[Data supplied Boundary: Start]
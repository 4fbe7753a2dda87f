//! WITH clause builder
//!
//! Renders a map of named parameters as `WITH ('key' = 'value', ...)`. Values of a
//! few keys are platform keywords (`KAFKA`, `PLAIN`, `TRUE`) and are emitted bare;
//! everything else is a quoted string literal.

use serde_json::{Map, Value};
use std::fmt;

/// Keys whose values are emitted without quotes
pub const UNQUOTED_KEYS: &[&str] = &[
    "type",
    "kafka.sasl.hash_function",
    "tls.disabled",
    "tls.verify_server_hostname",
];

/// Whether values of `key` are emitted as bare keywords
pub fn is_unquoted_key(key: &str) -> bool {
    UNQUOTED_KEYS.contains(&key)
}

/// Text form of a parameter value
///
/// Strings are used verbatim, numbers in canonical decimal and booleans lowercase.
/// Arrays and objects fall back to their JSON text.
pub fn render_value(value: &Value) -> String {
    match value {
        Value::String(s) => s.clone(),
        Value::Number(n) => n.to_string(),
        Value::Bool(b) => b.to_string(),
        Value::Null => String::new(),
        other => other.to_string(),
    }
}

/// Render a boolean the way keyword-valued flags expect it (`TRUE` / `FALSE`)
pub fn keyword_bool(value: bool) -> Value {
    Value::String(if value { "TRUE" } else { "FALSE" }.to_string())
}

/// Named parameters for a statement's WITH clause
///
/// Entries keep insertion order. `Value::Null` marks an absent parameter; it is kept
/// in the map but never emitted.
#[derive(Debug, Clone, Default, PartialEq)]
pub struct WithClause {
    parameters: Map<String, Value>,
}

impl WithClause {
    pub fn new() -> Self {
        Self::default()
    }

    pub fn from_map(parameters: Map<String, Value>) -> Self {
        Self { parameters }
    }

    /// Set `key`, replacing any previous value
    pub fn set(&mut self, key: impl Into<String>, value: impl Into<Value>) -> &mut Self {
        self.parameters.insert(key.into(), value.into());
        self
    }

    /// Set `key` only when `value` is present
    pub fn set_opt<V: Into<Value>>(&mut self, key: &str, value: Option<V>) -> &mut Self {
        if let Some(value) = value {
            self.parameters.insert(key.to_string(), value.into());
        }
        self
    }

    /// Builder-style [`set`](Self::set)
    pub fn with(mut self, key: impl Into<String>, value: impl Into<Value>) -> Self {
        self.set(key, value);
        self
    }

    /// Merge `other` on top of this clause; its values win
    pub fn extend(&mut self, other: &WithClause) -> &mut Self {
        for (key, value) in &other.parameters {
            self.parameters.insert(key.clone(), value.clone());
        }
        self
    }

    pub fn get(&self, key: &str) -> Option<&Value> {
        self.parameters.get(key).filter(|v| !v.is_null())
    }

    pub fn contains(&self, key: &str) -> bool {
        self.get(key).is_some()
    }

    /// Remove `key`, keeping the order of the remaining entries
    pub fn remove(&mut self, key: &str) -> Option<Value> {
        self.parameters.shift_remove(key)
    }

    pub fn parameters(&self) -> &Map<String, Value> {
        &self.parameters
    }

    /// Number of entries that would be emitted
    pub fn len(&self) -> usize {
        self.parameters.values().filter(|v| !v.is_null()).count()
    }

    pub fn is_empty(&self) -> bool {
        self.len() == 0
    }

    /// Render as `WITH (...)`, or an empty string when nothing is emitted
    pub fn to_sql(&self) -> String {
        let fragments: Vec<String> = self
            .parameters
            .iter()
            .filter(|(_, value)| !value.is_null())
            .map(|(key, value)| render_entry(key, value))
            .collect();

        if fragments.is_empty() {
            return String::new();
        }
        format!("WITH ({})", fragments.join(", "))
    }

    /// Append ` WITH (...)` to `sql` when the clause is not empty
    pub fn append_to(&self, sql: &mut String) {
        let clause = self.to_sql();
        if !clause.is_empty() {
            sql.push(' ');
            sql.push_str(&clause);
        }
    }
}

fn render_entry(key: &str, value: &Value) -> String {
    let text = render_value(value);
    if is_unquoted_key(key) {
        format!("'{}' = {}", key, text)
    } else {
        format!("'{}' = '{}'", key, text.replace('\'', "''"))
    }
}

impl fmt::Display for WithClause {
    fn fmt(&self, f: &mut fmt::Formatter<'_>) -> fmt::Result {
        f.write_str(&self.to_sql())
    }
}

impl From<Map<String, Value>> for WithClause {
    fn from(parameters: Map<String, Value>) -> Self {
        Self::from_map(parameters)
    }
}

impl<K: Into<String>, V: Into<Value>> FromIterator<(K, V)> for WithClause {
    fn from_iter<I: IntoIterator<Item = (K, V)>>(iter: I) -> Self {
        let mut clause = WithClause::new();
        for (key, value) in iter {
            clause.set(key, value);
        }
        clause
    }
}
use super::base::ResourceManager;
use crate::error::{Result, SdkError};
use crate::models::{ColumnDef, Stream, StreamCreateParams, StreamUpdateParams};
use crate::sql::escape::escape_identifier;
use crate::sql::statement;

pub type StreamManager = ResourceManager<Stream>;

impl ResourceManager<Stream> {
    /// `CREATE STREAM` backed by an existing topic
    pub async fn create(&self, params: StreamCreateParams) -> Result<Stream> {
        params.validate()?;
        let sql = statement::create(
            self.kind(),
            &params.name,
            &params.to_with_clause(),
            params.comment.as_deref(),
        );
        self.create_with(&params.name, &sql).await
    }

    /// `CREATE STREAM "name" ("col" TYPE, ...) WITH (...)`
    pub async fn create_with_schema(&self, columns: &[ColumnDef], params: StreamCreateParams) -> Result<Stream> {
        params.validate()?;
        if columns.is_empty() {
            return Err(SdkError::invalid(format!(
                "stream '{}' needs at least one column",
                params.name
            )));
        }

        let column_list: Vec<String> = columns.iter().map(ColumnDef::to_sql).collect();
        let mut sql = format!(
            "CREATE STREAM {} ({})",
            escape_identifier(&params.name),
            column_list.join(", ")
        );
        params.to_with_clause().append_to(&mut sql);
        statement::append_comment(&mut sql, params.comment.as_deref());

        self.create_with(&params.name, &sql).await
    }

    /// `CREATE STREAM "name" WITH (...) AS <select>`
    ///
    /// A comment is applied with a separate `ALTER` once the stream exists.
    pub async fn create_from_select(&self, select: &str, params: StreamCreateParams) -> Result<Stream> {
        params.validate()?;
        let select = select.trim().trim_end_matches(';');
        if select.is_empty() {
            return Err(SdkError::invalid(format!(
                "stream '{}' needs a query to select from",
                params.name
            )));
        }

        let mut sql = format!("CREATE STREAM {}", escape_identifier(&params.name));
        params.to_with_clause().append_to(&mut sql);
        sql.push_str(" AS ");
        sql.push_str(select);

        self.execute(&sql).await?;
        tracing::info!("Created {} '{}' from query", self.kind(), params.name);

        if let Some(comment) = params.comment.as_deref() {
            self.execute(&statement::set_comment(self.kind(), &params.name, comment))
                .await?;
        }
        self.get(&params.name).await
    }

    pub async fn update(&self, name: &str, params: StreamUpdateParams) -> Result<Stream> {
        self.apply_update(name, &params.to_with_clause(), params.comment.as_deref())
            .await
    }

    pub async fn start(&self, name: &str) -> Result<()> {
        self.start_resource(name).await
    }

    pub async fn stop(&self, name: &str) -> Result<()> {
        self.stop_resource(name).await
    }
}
[Data supplied Boundary: End]
Restate word for word the entries above, starting at the line with "value)| render_entry(key, value))" and ending at the line with "let text = render_value(value);", inclusive, and no others.

■ Response to the exercise:
            .map(|(key, value)| render_entry(key, value))
            .collect();

        if fragments.is_empty() {
            return String::new();
        }
        format!("WITH ({})", fragments.join(", "))
    }

    /// Append ` WITH (...)` to `sql` when the clause is not empty
    pub fn append_to(&self, sql: &mut String) {
        let clause = self.to_sql();
        if !clause.is_empty() {
            sql.push(' ');
            sql.push_str(&clause);
        }
    }
}

fn render_entry(key: &str, value: &Value) -> String {
    let text = render_value(value);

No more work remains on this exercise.